ネタ帳vol.3
2025年ネタ帳37:隠れ里の娘っ子が遠呂智
08/12 14:52
いやぁ、生まれ変わった先の父親見た時点でびびりはした。だって某忍者漫画の6代目火影にそっくりである。近くにいた叔父を見てもびっくりした。某狩りゲーのモノマネ教官にそっくりだったからだ。うーん、母親も含めて顔がいい。ちなみにここは双方の里ではなく、ポツンと一軒家、というよりは限界集落のようなモノだ。しかしながら中心部との距離は近く感じる。なぜなら飛雷神の術で行き来が可能だからである。

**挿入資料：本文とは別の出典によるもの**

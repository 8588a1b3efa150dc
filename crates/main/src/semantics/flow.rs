////////////////////////////////////////////////////////////////////////////////
// This file is part of "Ad Astra", an embeddable scripting programming       //
// language platform.                                                         //
//                                                                            //
// This work is proprietary software with source-available code.              //
//                                                                            //
// To copy, use, distribute, or contribute to this work, you must agree to    //
// the terms of the General License Agreement:                                //
//                                                                            //
// https://github.com/Eliah-Lakhin/ad-astra/blob/master/EULA.md               //
//                                                                            //
// The agreement grants a Basic Commercial License, allowing you to use       //
// this work in non-commercial and limited commercial products with a total   //
// gross revenue cap. To remove this commercial limit for one of your         //
// products, you must acquire a Full Commercial License.                      //
//                                                                            //
// If you contribute to the source code, documentation, or related materials, //
// you must grant me an exclusive license to these contributions.             //
// Contributions are governed by the "Contributions" section of the General   //
// License Agreement.                                                         //
//                                                                            //
// Copying the work in parts is strictly forbidden, except as permitted       //
// under the General License Agreement.                                       //
//                                                                            //
// If you do not or cannot agree to the terms of this Agreement,              //
// do not use this work.                                                      //
//                                                                            //
// This work is provided "as is", without any warranties, express or implied, //
// except where such disclaimers are legally invalid.                         //
//                                                                            //
// Copyright (c) 2024 Ilya Lakhin (Илья Александрович Лахин).                 //
// All rights reserved.                                                       //
////////////////////////////////////////////////////////////////////////////////

use std::collections::{BTreeMap, BTreeSet};

use crate::{semantics::Ty, syntax::ElementRef};

/// Control-flow-sensitive facts about local values.
///
/// Variables are identified by their declaring elements: local variable
/// declarations and value parameters.
///
/// Facts are immutable values. Each statement of a block produces a new set of
/// facts from the facts that precede it.
#[derive(Clone, Debug, Default, PartialEq, Eq, Hash)]
pub struct FlowFacts {
    types: BTreeMap<ElementRef, Ty>,
    initialized: BTreeSet<ElementRef>,
}

impl FlowFacts {
    /// Returns an empty set of facts.
    #[inline(always)]
    pub fn new() -> Self {
        Self::default()
    }

    /// Returns the type the variable is known to have at this point, if it
    /// differs from the declared type.
    #[inline(always)]
    pub fn known_type(&self, variable: &ElementRef) -> Option<Ty> {
        self.types.get(variable).copied()
    }

    /// Returns true if a value has been assigned to the variable on every
    /// path leading to this point.
    #[inline(always)]
    pub fn is_initialized(&self, variable: &ElementRef) -> bool {
        self.initialized.contains(variable)
    }

    /// Returns the variables with known types in a deterministic order.
    #[inline(always)]
    pub fn variables(&self) -> impl Iterator<Item = (&ElementRef, &Ty)> + '_ {
        self.types.iter()
    }

    #[inline(always)]
    pub fn is_empty(&self) -> bool {
        self.types.is_empty() && self.initialized.is_empty()
    }

    /// Returns the facts after a value of type `ty` has been stored into the
    /// variable.
    pub fn assign(&self, variable: ElementRef, ty: Ty) -> Self {
        let mut result = self.clone();

        let _ = result.initialized.insert(variable);

        match ty.is_resolved() {
            true => {
                let _ = result.types.insert(variable, ty);
            }

            false => {
                let _ = result.types.remove(&variable);
            }
        }

        result
    }

    /// Returns the facts in which the variable is known to have type `ty`
    /// (a smart cast).
    pub fn narrow(&self, variable: ElementRef, ty: Ty) -> Self {
        if !ty.is_resolved() {
            return self.clone();
        }

        let mut result = self.clone();

        let _ = result.types.insert(variable, ty);

        result
    }

    /// Returns the facts that hold after two control-flow branches join.
    ///
    /// A variable keeps its known type only if both branches agree on it. A
    /// variable is initialized only if both branches initialize it.
    pub fn join(&self, other: &Self) -> Self {
        let types = self
            .types
            .iter()
            .filter(|(variable, ty)| other.types.get(variable) == Some(ty))
            .map(|(variable, ty)| (*variable, *ty))
            .collect();

        let initialized = self
            .initialized
            .intersection(&other.initialized)
            .copied()
            .collect();

        Self { types, initialized }
    }
}

#[cfg(test)]
mod tests {
    use lady_deirdre::arena::Id;

    use crate::{
        semantics::{DescriptorRef, FlowFacts, Ty},
        syntax::ElementRef,
    };

    #[test]
    fn test_flow_join() {
        let id = Id::new();
        let a = ElementRef { id, index: 1 };
        let b = ElementRef { id, index: 2 };

        let int = Ty::Class(DescriptorRef(1));
        let string = Ty::Class(DescriptorRef(2));

        let before = FlowFacts::new().assign(a, int);
        let then_branch = before.assign(b, string);
        let else_branch = before.assign(a, string).assign(b, string);

        let joined = then_branch.join(&else_branch);

        assert_eq!(joined.known_type(&a), None);
        assert_eq!(joined.known_type(&b), Some(string));
        assert!(joined.is_initialized(&a));
        assert!(joined.is_initialized(&b));

        let narrowed = before.narrow(a, string);

        assert_eq!(narrowed.known_type(&a), Some(string));
        assert_eq!(before.known_type(&a), Some(int));
        assert_eq!(before.assign(a, Ty::Unresolved).known_type(&a), None);
    }
}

そんな特殊な場所にいる私が特殊にならないわけがなく、また同じように幼馴染達が特殊にならないはずはない。まぁ、その中でもおとなしく学生生活をしていたのであるが。目が覚めたら知らない場所である。学校にいたはずなのに、どう見ても森の中である。どこだここ、と思っていれば、追われるようにやってきた人を見て異世界だと把握した。推しだ、推しがいる!しかしながらボロっとしてるのを見ると敗走中か。私を見て新手の敵かとおもった彼に私はとりあえず持っていたスタン用クナイで追手の意識を飛ばした。なるほど、妖魔っぽい。
「大丈夫です?」
そう見れば、彼は私を見た後に、ええ、と頷いた。はわー、本当の推しだ。私はにっこり笑ってしまう。推しは私を見て口を開く。
「……失礼、不躾にじろじろと」
「いえ。私はナマエと言います。先程気がついたらここだったのですが、ここが一体どちらかわかりますか?」
そう尋ねれば、彼は少し考える。敵か味方か判別してるな。
「俺と同じ状況、と言うことでしょうか。俺も気がついたらこちらにいました」
おっと本当か分かりにくい。とりあえずまだ追手が探してる気がするので、私は彼の口を手で塞いで木の上に飛び上がる。妖魔っぽいのがやってきて、推しを探してるのかキョロキョロしてるのがわかる。移動した方がいい。
「移動するのでじっとしておいてください」
「は?」
「叫ぶとバレるので」
とりあえず私は推しをお姫様抱っこして森を爆走するし、推しはとっさに叫びかけたが我慢した。森は山に登るのが鉄則なので山に登れば追手はいなくなった。それを確認して推しを地面に下ろす。びっくりしている推しはちょっと呼吸を整えた。可愛い〜!!
「ごめんなさい、びっくりさせましたね。大丈夫ですか?」
「いえ……いや、驚きはしましたが……」
「どちらに行けば人里につくかわかります?」
私がそう言えば彼はまた少し考えたあと、こちらです、と手招いた。
「失礼、名乗り遅れました。魏軍の荀攸と申します」
知ってる〜!とは言わない。どうも、と言って、学校の名前を言っておく。まぁそこから擦り合わせが始まるのであるが。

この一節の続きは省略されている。